Tagung - Teil 2Publikationsdatum 22.10.2023
Auto[sozio]biographie als Quelle
Über die Analyse gesellschaftlicher Herrschaftsverhältnisse anhand der Veranschaulichung von Gefühlen
Im Fokus der Tagung steht die Analyse von «Autosoziobiographien» (Spoerhase 2017) u. a. im Hinblick darauf, auf welche Weise diese durch die Darstellung von Gefühlen Aussagen über gesellschaftliche Macht- und Herrschaftsverhältnisse erlauben.
Indem Autosoziobiographien den Anspruch haben, biographische Erfahrungen mit Gesellschaftsanalyse zu verknüpfen, weisen sie über Autobiographien hinaus, da sie zugleich eine vertiefende soziologische Analyse dessen anbieten, was sie beschreiben. Den in den letzten Jahrzehnten erschienenen Autosoziobiographien von ‹sozialen Aufsteiger:innen› (Baron 2020; Eribon 2009; Ernaux 1997; Lagrave 2021; Louis 2018) ist nicht nur gemeinsam, dass sie verdeutlichen, was ein sozialer Aufstieg – für die Aufsteiger:innen und für ihre familiären Verhältnisse, für ihre sozialen Beziehungen – bedeuten mag. Vielmehr legen sie durch die Veranschaulichung verschiedener Gefühle – wie jene der Scham und der Wut – hindurch die sozialen Herrschafts- und Gewalt-verhältnisse genauso eindrücklich und anschaulich offen wie die Verletzungen und Wunden, welche die symbolischen Unterdrückungsweisen der Macht in der Leiblichkeit, im emotionalen Erleben und in der Selbstachtung hinterlassen. Mit der Versprachlichung, mit der literarischen Thematisierung etwa der schambehafteten Entfremdung aus dem Arbeitermilieu im Rahmen einer autobiographischen Prosa wird die Scham aus dem Bereich des Persönlichen, des Privaten, in den des Politischen und des Öffentlichen überführt.

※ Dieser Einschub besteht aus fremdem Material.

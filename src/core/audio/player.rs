use std::sync::atomic::{AtomicBool, Ordering};
use std::sync::Arc;
use std::thread::{self, JoinHandle};
use std::time::{Duration, Instant};
use anyhow::{Context, Result};
use crate::core::midi::MidiEvent;
use crate::core::synth::Synth;

/// Longest single sleep, so a stop request is noticed quickly.
const SLEEP_SLICE: Duration = Duration::from_millis(10);

/// Replays a note sequence against the synth in real time.
///
/// Due times are cumulative from the moment playback starts, so sleep
/// overshoot on one event does not delay the ones after it.
pub struct SequencePlayer {
    synth: Arc<Synth>,
    is_playing: Arc<AtomicBool>,
    handle: Option<JoinHandle<()>>,
}

impl SequencePlayer {
    pub fn new(synth: Arc<Synth>) -> Self {
        Self {
            synth,
            is_playing: Arc::new(AtomicBool::new(false)),
            handle: None,
        }
    }

    /// Starts replaying `events` on a new thread, stopping any earlier playback first.
    pub fn play(&mut self, events: Vec<MidiEvent>) -> Result<()> {
        self.stop();

        let synth = Arc::clone(&self.synth);
        let is_playing = Arc::clone(&self.is_playing);
        is_playing.store(true, Ordering::Release);

        let handle = thread::Builder::new()
            .name("sequence-player".into())
            .spawn(move || run_sequence(&synth, &events, &is_playing))
            .context("Failed to spawn player thread");

        match handle {
            Ok(handle) => {
                self.handle = Some(handle);
                Ok(())
            },
            Err(err) => {
                self.is_playing.store(false, Ordering::Release);
                Err(err)
            },
        }
    }

    /// Flag shared with the playback thread; clearing it stops playback.
    pub fn playing_flag(&self) -> Arc<AtomicBool> {
        Arc::clone(&self.is_playing)
    }

    /// Requests a stop and waits for the playback thread to finish.
    pub fn stop(&mut self) {
        self.is_playing.store(false, Ordering::Release);
        self.wait();
    }

    /// Blocks until the sequence ends or is stopped.
    pub fn wait(&mut self) {
        if let Some(handle) = self.handle.take() {
            if handle.join().is_err() {
                log::warn!("sequence player thread panicked");
                self.is_playing.store(false, Ordering::Release);
                self.synth.all_notes_off();
            }
        }
    }
}

impl Drop for SequencePlayer {
    fn drop(&mut self) {
        self.stop();
    }
}

fn run_sequence(synth: &Synth, events: &[MidiEvent], is_playing: &AtomicBool) {
    log::info!("Playing {} events", events.len());
    let start = Instant::now();
    let mut due = 0.0f64;

    for event in events {
        due += event.delta_seconds.max(0.0);
        if !sleep_until(start + Duration::from_secs_f64(due), is_playing) {
            log::info!("Playback stopped");
            break;
        }
        synth.handle_event(event);
    }

    is_playing.store(false, Ordering::Release);
    log::debug!("Silencing {} remaining voices", synth.voice_count());
    synth.all_notes_off();
    log::debug!("Player finished after {:.2} s", start.elapsed().as_secs_f64());
}

/// Sleeps until `deadline` in short slices. Returns false if `is_playing`
/// was cleared first.
fn sleep_until(deadline: Instant, is_playing: &AtomicBool) -> bool {
    loop {
        if !is_playing.load(Ordering::Acquire) {
            return false;
        }
        let now = Instant::now();
        if now >= deadline {
            return true;
        }
        thread::sleep((deadline - now).min(SLEEP_SLICE));
    }
}

#[cfg(test)]
mod tests {
    use super::*;
    use crossbeam_channel::unbounded;
    use crate::messaging::ChannelActivity;

    #[test]
    fn test_plays_sequence_to_the_end() {
        let (tx, rx) = unbounded();
        let synth = Arc::new(Synth::new(22050).with_activity_observer(tx));
        let mut player = SequencePlayer::new(Arc::clone(&synth));

        let events = vec![
            MidiEvent::note_on(36, 100, 9, 0.0),
            MidiEvent::note_on(60, 100, 0, 0.01),
            MidiEvent::note_off(60, 0, 0.01),
        ];
        let started = Instant::now();
        player.play(events).unwrap();
        player.wait();

        assert!(started.elapsed() >= Duration::from_millis(20));
        assert!(!player.playing_flag().load(Ordering::Acquire));
        assert_eq!(synth.voice_count(), 0);

        let seen: Vec<ChannelActivity> = rx.try_iter().collect();
        assert_eq!(seen[0], ChannelActivity { channel: 9, active: true });
        assert_eq!(seen[1], ChannelActivity { channel: 0, active: true });
        assert_eq!(seen[2], ChannelActivity { channel: 0, active: false });
    }

    #[test]
    fn test_stop_cancels_long_wait() {
        let synth = Arc::new(Synth::new(22050));
        let mut player = SequencePlayer::new(Arc::clone(&synth));
        player.play(vec![
            MidiEvent::note_on(36, 100, 9, 0.0),
            MidiEvent::note_on(38, 100, 9, 30.0),
        ]).unwrap();

        let waiting = Instant::now();
        while synth.voice_count() == 0 {
            assert!(waiting.elapsed() < Duration::from_secs(5));
            thread::sleep(Duration::from_millis(1));
        }
        assert!(player.playing_flag().load(Ordering::Acquire));

        let stopping = Instant::now();
        player.stop();
        assert!(stopping.elapsed() < Duration::from_secs(1));
        assert!(!player.playing_flag().load(Ordering::Acquire));
        assert_eq!(synth.voice_count(), 0);
    }

    #[test]
    fn test_clearing_shared_flag_stops_playback() {
        let synth = Arc::new(Synth::new(22050));
        let mut player = SequencePlayer::new(Arc::clone(&synth));
        player.play(vec![MidiEvent::note_on(60, 100, 0, 30.0)]).unwrap();

        player.playing_flag().store(false, Ordering::Release);
        player.wait();
        assert_eq!(synth.voice_count(), 0);
    }
}
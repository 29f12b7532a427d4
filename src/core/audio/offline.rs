use std::fs;
use std::path::{Path, PathBuf};
use std::sync::Arc;
use std::thread::{self, JoinHandle};
use anyhow::{bail, Context, Result};
use crate::core::midi::MidiEvent;
use crate::core::synth::Synth;
use crate::utils::helpers;

/// Peak level of an exported file.
pub const NORMALIZE_PEAK: f32 = 0.95;

/// Seconds rendered after the last event so releases and drum decays ring out.
const TAIL_SECONDS: u32 = 1;

const PROGRESS_EVERY: usize = 200;

/// A stereo render held in memory.
#[derive(Debug, Clone, Default)]
pub struct RenderedAudio {
    pub sample_rate: u32,
    pub left: Vec<f32>,
    pub right: Vec<f32>,
}

impl RenderedAudio {
    pub fn frames(&self) -> usize {
        self.left.len()
    }

    pub fn duration_seconds(&self) -> f64 {
        self.frames() as f64 / self.sample_rate.max(1) as f64
    }

    pub fn peak(&self) -> f32 {
        helpers::peak(&[self.left.as_slice(), self.right.as_slice()])
    }

    /// Scales both channels together so the louder one peaks at `NORMALIZE_PEAK`.
    pub fn normalize(&mut self) {
        helpers::normalize_to(&mut [self.left.as_mut_slice(), self.right.as_mut_slice()], NORMALIZE_PEAK);
    }

    /// Writes a 16-bit stereo WAV file. A partially written file is removed.
    pub fn write_wav(&self, path: &Path) -> Result<()> {
        let result = self.write_samples(path);
        if result.is_err() && path.exists() {
            if let Err(err) = fs::remove_file(path) {
                log::warn!("Failed to remove partial file {}: {}", path.display(), err);
            }
        }
        result
    }

    fn write_samples(&self, path: &Path) -> Result<()> {
        let spec = hound::WavSpec {
            channels: 2,
            sample_rate: self.sample_rate,
            bits_per_sample: 16,
            sample_format: hound::SampleFormat::Int,
        };

        let mut writer = hound::WavWriter::create(path, spec)
            .with_context(|| format!("Failed to create {}", path.display()))?;
        for (&l, &r) in self.left.iter().zip(&self.right) {
            writer.write_sample(to_pcm16(l))?;
            writer.write_sample(to_pcm16(r))?;
        }
        writer.finalize()
            .with_context(|| format!("Failed to finish {}", path.display()))?;
        Ok(())
    }
}

fn to_pcm16(sample: f32) -> i16 {
    (sample.clamp(-1.0, 1.0) * i16::MAX as f32) as i16
}

/// Renders `events` through `synth` as fast as possible.
///
/// Before each event the time since the previous one is rendered, then the
/// event is applied. One second of tail follows the last event. The synth is
/// reset before and after; the live stream must not be running meanwhile.
pub fn render_sequence(synth: &Synth, events: &[MidiEvent]) -> Result<RenderedAudio> {
    if events.is_empty() {
        bail!("Nothing to render: the sequence has no note events");
    }

    let sample_rate = synth.sample_rate();
    let mut audio = RenderedAudio { sample_rate, ..RenderedAudio::default() };
    synth.all_notes_off();

    let mut render = |frames: usize| {
        if frames == 0 {
            return;
        }
        let (left, right) = synth.generate_chunk(frames, synth.current_sample_index());
        synth.advance(frames as u64);
        audio.left.extend_from_slice(&left);
        audio.right.extend_from_slice(&right);
    };

    for (index, event) in events.iter().enumerate() {
        let frames = (event.delta_seconds.max(0.0) * sample_rate as f64).round() as usize;
        render(frames);
        synth.handle_event(event);

        if (index + 1) % PROGRESS_EVERY == 0 {
            log::debug!("Rendered {}/{} events", index + 1, events.len());
        }
    }
    render((sample_rate * TAIL_SECONDS) as usize);

    synth.all_notes_off();
    Ok(audio)
}

/// Renders, normalizes and writes `events` to `path`. Returns the frame count.
pub fn export_wav(synth: &Synth, events: &[MidiEvent], path: &Path) -> Result<usize> {
    log::info!("Exporting {} events to {}", events.len(), path.display());
    let mut audio = render_sequence(synth, events)?;
    log::debug!("Peak before normalizing: {:.3}", audio.peak());
    audio.normalize();
    audio.write_wav(path)?;
    log::info!(
        "Wrote {} ({} frames, {})",
        path.display(),
        audio.frames(),
        helpers::format_time(audio.duration_seconds())
    );
    Ok(audio.frames())
}

/// Runs `export_wav` on a worker thread.
pub fn spawn_export(synth: Arc<Synth>, events: Vec<MidiEvent>, path: PathBuf) -> Result<JoinHandle<Result<usize>>> {
    thread::Builder::new()
        .name("wav-export".into())
        .spawn(move || export_wav(&synth, &events, &path))
        .context("Failed to spawn export thread")
}

#[cfg(test)]
mod tests {
    use super::*;

    fn temp_wav(name: &str) -> PathBuf {
        std::env::temp_dir().join(format!("chipstudio-{}-{}.wav", name, std::process::id()))
    }

    fn two_note_sequence() -> Vec<MidiEvent> {
        vec![
            MidiEvent::note_on(60, 100, 0, 0.0),
            MidiEvent::note_off(60, 0, 0.4),
            MidiEvent::note_on(64, 100, 0, 0.0),
            MidiEvent::note_off(64, 0, 0.2),
        ]
    }

    #[test]
    fn test_render_length_includes_tail() {
        let synth = Synth::new(11025);
        let audio = render_sequence(&synth, &two_note_sequence()).unwrap();
        assert_eq!(audio.frames(), 6615 + 11025);
        assert_eq!(audio.right.len(), audio.frames());
        assert_eq!(synth.voice_count(), 0);
        assert_eq!(synth.current_sample_index(), 0);
    }

    #[test]
    fn test_export_writes_stereo_pcm16() {
        let synth = Synth::new(11025);
        let path = temp_wav("export");
        let frames = export_wav(&synth, &two_note_sequence(), &path).unwrap();
        assert_eq!(frames, 17640);

        let reader = hound::WavReader::open(&path).unwrap();
        let spec = reader.spec();
        assert_eq!(spec.channels, 2);
        assert_eq!(spec.bits_per_sample, 16);
        assert_eq!(spec.sample_rate, 11025);
        assert_eq!(reader.duration() as usize, frames);

        let samples: Vec<i16> = reader.into_samples::<i16>().map(|s| s.unwrap()).collect();
        let peak = samples.iter().map(|s| s.unsigned_abs()).max().unwrap();
        let expected = (NORMALIZE_PEAK * i16::MAX as f32) as u16;
        assert!(peak.abs_diff(expected) <= 1, "peak {}", peak);

        fs::remove_file(&path).unwrap();
    }

    #[test]
    fn test_empty_sequence_is_an_error() {
        let synth = Synth::new(11025);
        let path = temp_wav("empty");
        assert!(export_wav(&synth, &[], &path).is_err());
        assert!(!path.exists());
    }

    #[test]
    fn test_normalize_silence_stays_silent() {
        let mut audio = RenderedAudio {
            sample_rate: 11025,
            left: vec![0.0; 8],
            right: vec![0.0; 8],
        };
        audio.normalize();
        assert_eq!(audio.peak(), 0.0);
    }

    #[test]
    fn test_unwritable_path_leaves_no_file() {
        let audio = RenderedAudio { sample_rate: 11025, left: vec![0.5; 4], right: vec![0.5; 4] };
        let path = std::env::temp_dir().join("chipstudio-no-such-dir").join("out.wav");
        assert!(audio.write_wav(&path).is_err());
        assert!(!path.exists());
    }

    #[test]
    fn test_spawn_export_on_worker() {
        let synth = Arc::new(Synth::new(11025));
        let path = temp_wav("spawned");
        let handle = spawn_export(synth, two_note_sequence(), path.clone()).unwrap();
        let frames = handle.join().unwrap().unwrap();
        assert_eq!(frames, 17640);
        fs::remove_file(&path).unwrap();
    }

    #[test]
    fn test_pcm_conversion_clamps() {
        assert_eq!(to_pcm16(2.0), i16::MAX);
        assert_eq!(to_pcm16(-2.0), -i16::MAX);
        assert_eq!(to_pcm16(0.0), 0);
    }
}
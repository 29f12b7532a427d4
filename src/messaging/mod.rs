mod bus;
mod types;

pub use bus::MessageBus;
pub use types::{ChannelActivity, SynthMessage};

Die meisten der autosoziobiographisch gelagerten Bücher setzen mit einer Selbstbetrachtung des Familienlebens als Darstellung von klassenbedingten Vorurteilen und Vernachlässigung ein. Im Rahmen der Tagung werden Kolleg:innen aus verschiedenen Disziplinen – Erziehungswissenschaft, Soziologie, Literaturwissenschaft, Philosophie, Kulturwissenschaft – neben «Klasse» weitere Differenzkategorien berücksichtigen, da durch diese Anerkennungsweisen genauso strukturiert wie Erfahrungen der Demütigung produziert werden.